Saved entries
..............................

// src/lib.rs

//! Galley recipe engine
//!
//! Drives a native (CMake-built) package from a declarative recipe to an
//! installable package tree for one configuration at a time.
//!
//! # Architecture
//!
//! - Recipes: TOML manifests declaring identity, requirements and axes
//! - Resolution: each requirement pinned to the highest matching index version
//! - Profiles: axis sets whose canonical digest isolates on-disk outputs
//! - Generators: CMake lookup, toolchain and presets files, rewritten every run
//! - Lifecycle: an explicit state machine over resolve, layout, generate,
//!   build and package

pub mod config;
mod error;
pub mod generate;
pub mod hash;
pub mod layout;
pub mod lifecycle;
pub mod recipe;
pub mod resolver;
pub mod settings;
pub mod toolchain;
pub mod version;

pub use config::EngineConfig;
pub use error::{Error, Result, ToolchainStep};
pub use generate::{ArtifactGenerator, ArtifactKind, GeneratedArtifact};
pub use layout::{Layout, LayoutRoots};
pub use lifecycle::{Lifecycle, LifecycleError, LifecycleReport, LifecycleState, Phase};
pub use recipe::{parse_recipe, parse_recipe_file, validate_recipe, Recipe, Requirement};
pub use resolver::{
    ConstraintResolver, DependencyIndex, FileIndex, MemoryIndex, Resolution, ResolvedDependency,
};
pub use settings::{AxisSet, Profile, ProfileId};
pub use toolchain::{BuildToolchain, CMakeToolchain};
pub use version::{PackageVersion, VersionConstraint};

..............................

WORK REQUIRED: Reproduce the lines of the entries above from the one with "recipe to an" to the one with "rewritten every run", both included, exactly and without any other line.

RESULT:
//! Drives a native (CMake-built) package from a declarative recipe to an
//! installable package tree for one configuration at a time.
//!
//! # Architecture
//!
//! - Recipes: TOML manifests declaring identity, requirements and axes
//! - Resolution: each requirement pinned to the highest matching index version
//! - Profiles: axis sets whose canonical digest isolates on-disk outputs
//! - Generators: CMake lookup, toolchain and presets files, rewritten every run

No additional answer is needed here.